REBT is a form of therapy that involves facing the rationality of some of your negative feelings. We all have doubts and fears, but some of them are just plain irrational and contradictory. For example, those who fear to die on a plane, but are perfectly okay with driving to the grocery store, are being irrational and contradictory. Commercial airplanes are the safest form of travel, while you have a much higher chance of dying while driving around your hometown.

If you have thoughts that are bringing you down, just how rational are they? Are you afraid of asking someone out? What's the worst they can do? Say no? The best-case scenario is you have a date, and that far outweighs the worst case.

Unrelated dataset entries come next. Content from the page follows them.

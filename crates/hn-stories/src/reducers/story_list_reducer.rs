//! Story List Reducer
//!
//! Cursor movement over the rendered rows. `len` is the number of stories
//! after the stories reducer has run.

use crate::actions::StoryListAction;
use crate::state::StoryListState;

pub fn reduce(mut state: StoryListState, action: &StoryListAction, len: usize) -> StoryListState {
    match action {
        StoryListAction::NavigateNext => {
            if len > 0 {
                state.cursor = (state.cursor + 1) % len;
            }
        }
        StoryListAction::NavigatePrevious => {
            if len > 0 {
                state.cursor = if state.cursor == 0 {
                    len - 1
                } else {
                    state.cursor - 1
                };
            }
        }
        StoryListAction::NavigateToTop => {
            state.cursor = 0;
        }
        StoryListAction::NavigateToBottom => {
            state.cursor = len.saturating_sub(1);
        }
        // Resolved by middleware against the selected row
        StoryListAction::DismissSelected | StoryListAction::OpenSelected => {}
    }
    clamp(state, len)
}

/// Keep the cursor on an existing row
pub fn clamp(mut state: StoryListState, len: usize) -> StoryListState {
    if state.cursor >= len {
        state.cursor = len.saturating_sub(1);
    }
    state
}
//! Search Form Reducer
//!
//! Only focus lives here. Edits of the term are turned into
//! `SearchAction::SetTerm` by the search form middleware.

use crate::actions::SearchFormAction;
use crate::state::{Focus, SearchFormState};

pub fn reduce(mut state: SearchFormState, action: &SearchFormAction) -> SearchFormState {
    match action {
        SearchFormAction::Focus => state.focus = Focus::SearchInput,
        SearchFormAction::Blur => state.focus = Focus::StoryList,
        SearchFormAction::ToggleFocus => state.focus = state.focus.toggle(),
        SearchFormAction::Char(_)
        | SearchFormAction::Backspace
        | SearchFormAction::ClearLine
        | SearchFormAction::Submit => {}
    }
    state
}
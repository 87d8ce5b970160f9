//! Browser utilities
//!
//! Functions for opening URLs in the system's default browser.

use std::io;
use std::process::{ExitStatus, Stdio};
use tokio::process::Command;

/// Open a URL in the system's default browser
///
/// Uses platform-specific commands:
/// - macOS: `open`
/// - Linux: `xdg-open`
/// - Windows: `cmd /C start`
pub async fn open_url(url: String) {
    log::info!("Opening {} in browser", url);

    #[cfg(target_os = "macos")]
    let result = run_opener("open", &[url.as_str()]).await;

    #[cfg(target_os = "windows")]
    let result = run_opener("cmd", &["/C", "start", url.as_str()]).await;

    #[cfg(not(any(target_os = "macos", target_os = "windows")))]
    let result = run_opener("xdg-open", &[url.as_str()]).await;

    match result {
        Ok(status) if !status.success() => {
            log::warn!("Browser opener for {} exited with {}", url, status);
        }
        Ok(_) => {}
        Err(e) => log::error!("Failed to open URL in browser: {}", e),
    }
}

/// Run the opener and wait for it, so the child is reaped
///
/// Output is discarded; it would otherwise land on the TUI.
async fn run_opener(program: &str, args: &[&str]) -> io::Result<ExitStatus> {
    Command::new(program)
        .args(args)
        .stdin(Stdio::null())
        .stdout(Stdio::null())
        .stderr(Stdio::null())
        .spawn()?
        .wait()
        .await
}
//! Search Reducer
//!
//! Handles the search term and the committed request url.

use crate::actions::SearchAction;
use crate::state::SearchState;

pub fn reduce(mut state: SearchState, action: &SearchAction) -> SearchState {
    match action {
        SearchAction::SetTerm(term) => {
            state.term = term.clone();
        }
        SearchAction::UrlCommitted(url) => {
            log::debug!("Committed search url {}", url);
            state.url = url.clone();
        }
    }
    state
}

If you don't apply for that job because you fear you're not qualified enough, why? What if you are chosen, or get close to being chosen? If you spend your time thinking you're not going to get a better job, it'll become a self-fulfilling prophecy, won't it?

You see what we mean. REBT focuses on thoughts or beliefs that can end up being self-destructive, and it tries to replace those thoughts with something more positive and rational. Humans can be creatures of irrationality; even the most skeptical of us can fall into irrational beliefs about ourselves and the world around us.

History Of REBT

REBT is the creation of Albert Ellis, a psychologist. In the mid-1950s, he presented his ideas, which he had been working on ever since he was young. Ellis had a fear of talking to the opposite sex, and he tried to conquer this fear by making himself talk to as many women as possible. This simple challenge evolved into what REBT is known as today.

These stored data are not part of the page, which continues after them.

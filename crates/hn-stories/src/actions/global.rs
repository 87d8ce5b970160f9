//! Global actions - not tied to any specific screen
//!
//! These actions affect the application as a whole.

use ratatui::crossterm::event::KeyEvent;

use crate::views::View;

/// Global actions that affect the entire application
#[derive(Debug, Clone)]
pub enum GlobalAction {
    /// Raw key pressed (before translation)
    KeyPressed(KeyEvent),
    /// Close the current view (pop from stack)
    Close,
    /// Quit the application
    Quit,
    /// Push a new view onto the stack
    PushView(Box<dyn View>),
}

He became a psychologist, and he did not like the ways he had to treat his patients. While he saw his patients become more self-aware, it didn't lead to the patients changing their behavior. To him, they were aware they had a problem but were still ignoring any solutions. So Ellis developed REBT, a form of psychotherapy based on how people view the world, and the irrational beliefs they may have.

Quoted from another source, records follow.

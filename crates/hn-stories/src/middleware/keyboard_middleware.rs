//! KeyboardMiddleware - translates keyboard events into context-aware actions
//!
//! This middleware uses a three-layer approach to handle keyboard input:
//!
//! ## Layer 1: Priority Keys
//! Keys that always work regardless of context (Ctrl+C, Esc).
//! These are handled directly before any other processing.
//!
//! ## Layer 2: Capabilities
//! Route keys based on view capabilities. While the search input has focus the
//! stories view reports TEXT_INPUT, so printable keys are typed into the input
//! rather than looked up in the keymap.
//!
//! ## Layer 3: Keymap + Gating
//! Look up keys in the keymap, drop commands the view's capabilities do not
//! cover (list commands need ITEM_NAVIGATION, letter navigation also needs
//! VIM_NAVIGATION_BINDINGS), then check if the active view accepts the action.
//! This prevents actions from "leaking" to reducers when a different view is active.

use crate::actions::{Action, GlobalAction, TextInputAction};
use crate::capabilities::PanelCapabilities;
use crate::command_id::CommandId;
use crate::dispatcher::Dispatcher;
use crate::keybindings::{KeyMatch, PendingKey};
use crate::middleware::Middleware;
use crate::state::AppState;
use ratatui::crossterm::event::{KeyCode, KeyEvent, KeyModifiers};

/// KeyboardMiddleware handles keyboard input using a three-layer approach
///
/// # Layers
/// 1. **Priority keys**: Ctrl+C (quit), Esc (leave input / close) - always work
/// 2. **Capabilities**: TEXT_INPUT routes chars to text input and swallows
///    other editing keys
/// 3. **Keymap + Gating**: Look up in keymap, check capabilities, check view accepts action
pub struct KeyboardMiddleware {
    /// Pending key for two-key sequences
    pending_key: Option<PendingKey>,
}

impl KeyboardMiddleware {
    pub fn new() -> Self {
        Self { pending_key: None }
    }

    /// Handle a key event using the three-layer approach
    fn handle_key(&mut self, key: KeyEvent, state: &AppState, dispatcher: &Dispatcher) -> bool {
        let view = state.active_view();
        let capabilities = view.map(|v| v.capabilities(state)).unwrap_or_default();

        // ═══════════════════════════════════════════════════════════════════
        // LAYER 1: Priority keys (always work)
        // ═══════════════════════════════════════════════════════════════════

        if key.modifiers.contains(KeyModifiers::CONTROL) && key.code == KeyCode::Char('c') {
            log::debug!("Layer 1: Ctrl+C - dispatching Quit");
            dispatcher.dispatch(Action::Global(GlobalAction::Quit));
            return false;
        }

        // Esc leaves the text input if there is one, otherwise closes the view
        if key.code == KeyCode::Esc {
            if capabilities.accepts_text_input() {
                log::debug!("Layer 1: Esc - routing to TextInput::Escape (view has TEXT_INPUT)");
                dispatcher.dispatch(Action::TextInput(TextInputAction::Escape));
            } else {
                log::debug!("Layer 1: Esc - dispatching Close");
                dispatcher.dispatch(Action::Global(GlobalAction::Close));
            }
            return false;
        }

        // ═══════════════════════════════════════════════════════════════════
        // LAYER 2: Capability-based routing
        // ═══════════════════════════════════════════════════════════════════

        if capabilities.accepts_text_input() {
            // Clear any pending sequence when in text input mode
            self.pending_key = None;

            if let KeyCode::Char(c) = key.code {
                if !key.modifiers.contains(KeyModifiers::CONTROL)
                    && !key.modifiers.contains(KeyModifiers::ALT)
                {
                    log::debug!("Layer 2: TEXT_INPUT - routing char '{}' to TextInput", c);
                    dispatcher.dispatch(Action::TextInput(TextInputAction::Char(c)));
                    return false;
                }

                // Ctrl+U - Unix line kill (clear line)
                if key.modifiers.contains(KeyModifiers::CONTROL) && c == 'u' {
                    dispatcher.dispatch(Action::TextInput(TextInputAction::ClearLine));
                    return false;
                }
            }

            if key.code == KeyCode::Backspace {
                if key.modifiers.contains(KeyModifiers::SUPER) {
                    // Cmd+Backspace on Mac - clear entire line
                    dispatcher.dispatch(Action::TextInput(TextInputAction::ClearLine));
                } else {
                    dispatcher.dispatch(Action::TextInput(TextInputAction::Backspace));
                }
                return false;
            }

            // Enter in text input mode submits
            if key.code == KeyCode::Enter {
                dispatcher.dispatch(Action::TextInput(TextInputAction::Confirm));
                return false;
            }

            // Tab and Ctrl+ combinations go through Layer 3; every other key
            // belongs to the input and must not reach list commands
            let passes_through = matches!(key.code, KeyCode::Tab | KeyCode::BackTab)
                || key.modifiers.contains(KeyModifiers::CONTROL);
            if !passes_through {
                log::debug!("Layer 2: TEXT_INPUT - swallowing {:?}", key.code);
                return false;
            }
        }

        // ═══════════════════════════════════════════════════════════════════
        // LAYER 3: Keymap lookup + Gating
        // ═══════════════════════════════════════════════════════════════════

        let command_ids = match state.keymap.match_key(&key, self.pending_key.as_ref()) {
            KeyMatch::Pending(first) => {
                log::debug!("Layer 3: Waiting for second key in sequence (first: {})", first);
                self.pending_key = Some(PendingKey::new(first));
                return false;
            }
            KeyMatch::Commands(command_ids) => command_ids,
            KeyMatch::Unbound => Vec::new(),
        };
        self.pending_key = None;

        // Try each matched command until the active view accepts one
        for cmd_id in command_ids {
            if !capabilities_allow(cmd_id, &key, capabilities) {
                log::debug!(
                    "Layer 3: Command {:?} not supported by view capabilities {:?}",
                    cmd_id,
                    capabilities
                );
                continue;
            }

            let action = cmd_id.to_action();

            if let Some(view) = view {
                if view.accepts_action(&action) {
                    log::debug!(
                        "Layer 3: Command {:?} accepted by view, dispatching",
                        cmd_id
                    );
                    dispatcher.dispatch(action);
                    return false;
                } else {
                    log::debug!(
                        "Layer 3: Command {:?} rejected by view {:?}, trying next",
                        cmd_id,
                        view.view_id()
                    );
                }
            } else {
                dispatcher.dispatch(action);
                return false;
            }
        }

        // Unhandled keys are consumed (not passed through)
        false
    }
}

/// Whether the active view's capabilities permit `cmd_id` for this key
///
/// List commands need ITEM_NAVIGATION. Navigating with a plain letter (j, k,
/// gg, G) additionally needs VIM_NAVIGATION_BINDINGS; arrows and Home/End do not.
fn capabilities_allow(cmd_id: CommandId, key: &KeyEvent, capabilities: PanelCapabilities) -> bool {
    if !capabilities.contains(cmd_id.required_capabilities()) {
        return false;
    }

    let is_navigation = matches!(
        cmd_id,
        CommandId::NavigateNext
            | CommandId::NavigatePrevious
            | CommandId::NavigateToTop
            | CommandId::NavigateToBottom
    );
    if is_navigation && matches!(key.code, KeyCode::Char(_)) {
        return capabilities.supports_vim_navigation();
    }

    true
}

impl Default for KeyboardMiddleware {
    fn default() -> Self {
        Self::new()
    }
}

impl Middleware for KeyboardMiddleware {
    fn handle(&mut self, action: &Action, state: &AppState, dispatcher: &Dispatcher) -> bool {
        if let Action::Global(GlobalAction::KeyPressed(key)) = action {
            log::debug!("KeyboardMiddleware: key={:?}", key);
            return self.handle_key(*key, state, dispatcher);
        }

        true
    }
}

#[cfg(test)]
mod tests {
    use super::*;
    use crate::actions::{ContextAction, NavigationAction, SearchFormAction};
    use crate::views::KeyBindingsView;
    use hn_stories_config::AppConfig;
    use std::sync::mpsc::{self, Receiver};

    fn setup() -> (KeyboardMiddleware, AppState, Dispatcher, Receiver<Action>) {
        let (tx, rx) = mpsc::channel();
        (
            KeyboardMiddleware::new(),
            AppState::new("React", &AppConfig::default()),
            Dispatcher::new(tx),
            rx,
        )
    }

    fn press(
        mw: &mut KeyboardMiddleware,
        state: &AppState,
        dispatcher: &Dispatcher,
        code: KeyCode,
        modifiers: KeyModifiers,
    ) -> bool {
        let key = KeyEvent::new(code, modifiers);
        mw.handle(&Action::Global(GlobalAction::KeyPressed(key)), state, dispatcher)
    }

    #[test]
    fn test_ctrl_c_quits_even_in_text_input() {
        let (mut mw, mut state, dispatcher, rx) = setup();
        state.search_form.focus = crate::state::Focus::SearchInput;

        assert!(!press(&mut mw, &state, &dispatcher, KeyCode::Char('c'), KeyModifiers::CONTROL));
        assert!(matches!(rx.try_recv(), Ok(Action::Global(GlobalAction::Quit))));
    }

    #[test]
    fn test_chars_go_to_text_input_when_focused() {
        let (mut mw, mut state, dispatcher, rx) = setup();
        state.search_form.focus = crate::state::Focus::SearchInput;

        press(&mut mw, &state, &dispatcher, KeyCode::Char('j'), KeyModifiers::NONE);
        assert!(matches!(
            rx.try_recv(),
            Ok(Action::TextInput(TextInputAction::Char('j')))
        ));

        press(&mut mw, &state, &dispatcher, KeyCode::Esc, KeyModifiers::NONE);
        assert!(matches!(
            rx.try_recv(),
            Ok(Action::TextInput(TextInputAction::Escape))
        ));
    }

    #[test]
    fn test_chars_use_keymap_when_list_focused() {
        let (mut mw, state, dispatcher, rx) = setup();

        press(&mut mw, &state, &dispatcher, KeyCode::Char('j'), KeyModifiers::NONE);
        assert!(matches!(
            rx.try_recv(),
            Ok(Action::Navigate(NavigationAction::Next))
        ));

        press(&mut mw, &state, &dispatcher, KeyCode::Char('d'), KeyModifiers::NONE);
        assert!(matches!(
            rx.try_recv(),
            Ok(Action::ViewContext(ContextAction::Dismiss))
        ));
    }

    #[test]
    fn test_gg_sequence_navigates_to_top() {
        let (mut mw, state, dispatcher, rx) = setup();

        press(&mut mw, &state, &dispatcher, KeyCode::Char('g'), KeyModifiers::NONE);
        assert!(rx.try_recv().is_err());

        press(&mut mw, &state, &dispatcher, KeyCode::Char('g'), KeyModifiers::NONE);
        assert!(matches!(
            rx.try_recv(),
            Ok(Action::Navigate(NavigationAction::ToTop))
        ));
    }

    #[test]
    fn test_tab_toggles_focus_from_text_input() {
        let (mut mw, mut state, dispatcher, rx) = setup();
        state.search_form.focus = crate::state::Focus::SearchInput;

        press(&mut mw, &state, &dispatcher, KeyCode::Tab, KeyModifiers::NONE);
        assert!(matches!(
            rx.try_recv(),
            Ok(Action::SearchForm(SearchFormAction::ToggleFocus))
        ));
    }

    #[test]
    fn test_help_view_gates_story_commands() {
        let (mut mw, mut state, dispatcher, rx) = setup();
        state.view_stack.push(Box::new(KeyBindingsView::new()));

        press(&mut mw, &state, &dispatcher, KeyCode::Char('d'), KeyModifiers::NONE);
        assert!(rx.try_recv().is_err());

        press(&mut mw, &state, &dispatcher, KeyCode::Esc, KeyModifiers::NONE);
        assert!(matches!(rx.try_recv(), Ok(Action::Global(GlobalAction::Close))));
    }

    #[test]
    fn test_editing_keys_in_text_input_do_not_reach_the_list() {
        let (mut mw, mut state, dispatcher, rx) = setup();
        state.search_form.focus = crate::state::Focus::SearchInput;

        for code in [
            KeyCode::Delete,
            KeyCode::Home,
            KeyCode::End,
            KeyCode::Up,
            KeyCode::Down,
            KeyCode::Left,
            KeyCode::Right,
        ] {
            assert!(!press(&mut mw, &state, &dispatcher, code, KeyModifiers::NONE));
            assert!(rx.try_recv().is_err(), "{:?} leaked out of the input", code);
        }
    }

    #[test]
    fn test_ctrl_q_still_quits_from_text_input() {
        let (mut mw, mut state, dispatcher, rx) = setup();
        state.search_form.focus = crate::state::Focus::SearchInput;

        press(&mut mw, &state, &dispatcher, KeyCode::Char('q'), KeyModifiers::CONTROL);
        assert!(matches!(rx.try_recv(), Ok(Action::Global(GlobalAction::Quit))));
    }

    #[test]
    fn test_list_commands_need_item_navigation() {
        let delete = KeyEvent::new(KeyCode::Delete, KeyModifiers::NONE);
        assert!(!capabilities_allow(
            CommandId::StoryDismiss,
            &delete,
            PanelCapabilities::TEXT_INPUT
        ));
        assert!(capabilities_allow(
            CommandId::StoryDismiss,
            &delete,
            PanelCapabilities::ITEM_NAVIGATION
        ));
        assert!(capabilities_allow(
            CommandId::GlobalQuit,
            &delete,
            PanelCapabilities::empty()
        ));
    }

    #[test]
    fn test_letter_navigation_needs_vim_bindings() {
        let j = KeyEvent::new(KeyCode::Char('j'), KeyModifiers::NONE);
        let down = KeyEvent::new(KeyCode::Down, KeyModifiers::NONE);

        assert!(!capabilities_allow(
            CommandId::NavigateNext,
            &j,
            PanelCapabilities::ITEM_NAVIGATION
        ));
        assert!(capabilities_allow(
            CommandId::NavigateNext,
            &down,
            PanelCapabilities::ITEM_NAVIGATION
        ));
        assert!(capabilities_allow(
            CommandId::NavigateNext,
            &j,
            PanelCapabilities::ITEM_NAVIGATION | PanelCapabilities::VIM_NAVIGATION_BINDINGS
        ));
    }

    #[test]
    fn test_other_actions_pass_through() {
        let (mut mw, state, dispatcher, rx) = setup();
        assert!(mw.handle(&Action::Global(GlobalAction::Quit), &state, &dispatcher));
        assert!(rx.try_recv().is_err());
    }
}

Ellis was a hard worker. Even after he presented REBT, he continued to work on it and fine-tune it well into his 90s, until his death in 2007. Over a decade later, the therapy still carries on.

Easy As ABC

REBT has a principle known as the ABC model. The ABC model is based on Ellis's interpretation of how people see the world. He believed that people's understanding of certain events is what causes mental distress. The ABC model was designed to explain it. Stands for activating event, B stands for belief, and C stands for consequence.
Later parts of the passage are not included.